L'ASIE DEMAIN: permanences et mutations

 L'Asie, c'est aujourd'hui plus de la moitié de la population de la planète et une part croissante de l'économie mondiale. Demain, cet ensemble extrême-oriental peut donner corps à un monde réellement multipolaire, et son rôle de partenaire stratégique ne pourra être méconnu des Européens.

Mais où en est l'Asie, cinq ans après la crise financière et économique qui l'a si fortement éprouvée ? Où va-t-elle au moment où les grands équilibres géopolitiques sont remis en question ? Quelles dynamiques commandent son devenir ? 

Cet ouvrage vise à donner au lecteur les éléments d'appréciation nécessaires à la compréhension des mutations en cours au regard de la permanence de ses traits fondamentaux. Il analyse le concept d'Asie et sa pertinence actuelle, puis le redéploiement de la croissance régionale qui donne un rôle prééminent à la Chine et soulève la question de l'organisation économique de l'Asie du nord-est ; il montre la prégnance d'un modèle de pouvoir "asiatique", plus répandu et constant qu'il n'apparaît ; il décrit les prémices d'un face-à-face sino-américain et ses conséquences sur la géostratégie asiatique ; il présente enfin les liens qui s'instaurent entre l'Europe et l'Asie. L'ensemble s'achève sur le tableau des grandes questions pour une prospective de l'Asie. Des annexes fournissent des documents de référence, notamment sur les Sommets Asie Europe (ASEM).

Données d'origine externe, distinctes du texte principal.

//! The core types used in the Rook runtime

mod class;
mod function;
mod keyed;
mod list;
mod map;
mod object;
mod string;
pub mod value;
mod value_key;

pub use self::{
    class::{Allocator, ClassBuilder, ClassKind, MethodMap, RClass, SlotMap},
    function::{CallContext, RFunction, RookFunction},
    keyed::{KeyedCollection, key_not_found},
    list::{RList, ValueVec},
    map::{RMap, RookHasher, RookIndexMap, ValueMap},
    object::RObject,
    string::RString,
    value::RValue,
    value_key::ValueKey,
};
//! The `String` core class

use crate::prelude::*;

fn is_string(value: &RValue) -> bool {
    matches!(value, RValue::Str(_))
}

fn allocate() -> RValue {
    RString::empty().into()
}

/// Makes the `String` class
pub fn make_class() -> ClassBuilder {
    ClassBuilder::new("String")
        .builtin(Some(allocate))
        .method("[]", |ctx| {
            let expected_error = "|String, Integer|, or |String, Integer, Integer|";

            match ctx.instance_and_args(is_string, expected_error)? {
                (RValue::Str(s), [RValue::Int(start), RValue::Int(length)]) => {
                    Ok(s.slice(*start, *length).into())
                }
                (RValue::Str(s), [RValue::Int(index)]) => Ok(s.slice(*index, 1).into()),
                (instance, args) => unexpected_args_after_instance(expected_error, instance, args),
            }
        })
        .method("+", |ctx| {
            let expected_error = "|String, String|";

            // No implicit conversion, non-strings need to be converted with `to_s` first
            match ctx.instance_and_args(is_string, expected_error)? {
                (RValue::Str(a), [RValue::Str(b)]) => Ok(a.concat(b).into()),
                (instance, args) => unexpected_args_after_instance(expected_error, instance, args),
            }
        })
        .method("size", |ctx| {
            let expected_error = "|String|";

            match ctx.instance_and_args(is_string, expected_error)? {
                (RValue::Str(s), []) => Ok(s.grapheme_count().into()),
                (instance, args) => unexpected_args_after_instance(expected_error, instance, args),
            }
        })
        .method("to_s", |ctx| {
            let expected_error = "|String|";

            match ctx.instance_and_args(is_string, expected_error)? {
                (RValue::Str(s), []) => Ok(s.clone().into()),
                (instance, args) => unexpected_args_after_instance(expected_error, instance, args),
            }
        })
}
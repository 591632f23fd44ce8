/// A wrapper for comparing pointer addresses
///
/// Used to detect when two handles refer to the same allocation, e.g. when rendering a container
/// that contains itself.
#[derive(Copy, Clone, Debug, PartialEq, Eq)]
pub struct Address(*const u8);

impl<T: ?Sized> From<*const T> for Address {
    fn from(pointer: *const T) -> Self {
        Self(pointer as *const u8)
    }
}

 Cet ouvrage est collectif. Ses auteurs, parmi les meilleurs connaisseurs de l'Asie, offrent une grande diversité d'approche. Ce sont, pour la plupart, des membres d'Asie 21, le groupe de réflexion prospective sur l'Asie de futuribles INTERNATIONAL 


Liste alphabétique des auteurs :
  • Anne ANDROUAIS,
  • Sophie BOISSEAU du ROCHER,
  • Jean-Marie BOUISSOU,
  • Philippe DELALANDE,
  • Henri EYRAUD,
  • Guy FAURE,
  • Anne GARRIGUE,
  • Pierre GENTELLE,
  • Alain HENRIOT,
  • Jean-François HUCHET,
  • Michel JAN,
  • Marc MENGUY,
  • Rémi PERELMAN,
  • Jean PERRIN,
  • François RAILLON,
  • Christian TAILLARD,
  • Xavier de VILLEPIN,
  • Alain WANG.

     

Présentation de l'ouvrage collectif L'Asie demain, permanences et mutations

- 8 octobre 2003

 Notre groupe, Asie 21, est à la fois fier et modeste. Fier d'avoir produit un ouvrage collectif, car si le format est habituel dans le cadre universitaire, il constitue une prouesse pour un ensemble de personnes d'origines professionnelles diverses, qui se retrouvent régulièrement, certes, mais brièvement et sans cadre de travail permanent. Mais en même temps, modeste, et même fondamentalement modeste, pour une raison simple : se poser des questions sur l'avenir est en soi un exercice risqué, mais le faire à propos d'un ensemble aussi vaste, complexe et mouvant que l'Asie orientale et sud-orientale l'est bien davantage. Des probabilités, des vraisemblances, des hypothèses, des futurs possibles, somme toute, des propos susceptible d'être remis en cause dès le lendemain, bref, le défi permanent adressé à la prospective.

Notre propos s'est situé dans le cadre de cinq thèmes. Les quatre premiers ont été développés lors de la journée d'étude du 10 octobre dernier (NDLR: 2002) et largement retravaillés - rappelons les brièvement : les espaces asiatiques, la croissance économique, la question du modèle asiatique, la relation de l'Asie en général, de la Chine en particulier, avec les Etats-Unis. Le cinquième, en filigrane dans nos réflexions, s'est concrétisé dans l'ouvrage. Il amorce l'exposition des relations entre l'Asie et l'Europe. Ce sujet fait, de plus, l'objet de nombreuses annexes, qui réunissent pour la première fois une documentation mise à jour, notamment sur les Sommets Europe-Asie, les ASEM.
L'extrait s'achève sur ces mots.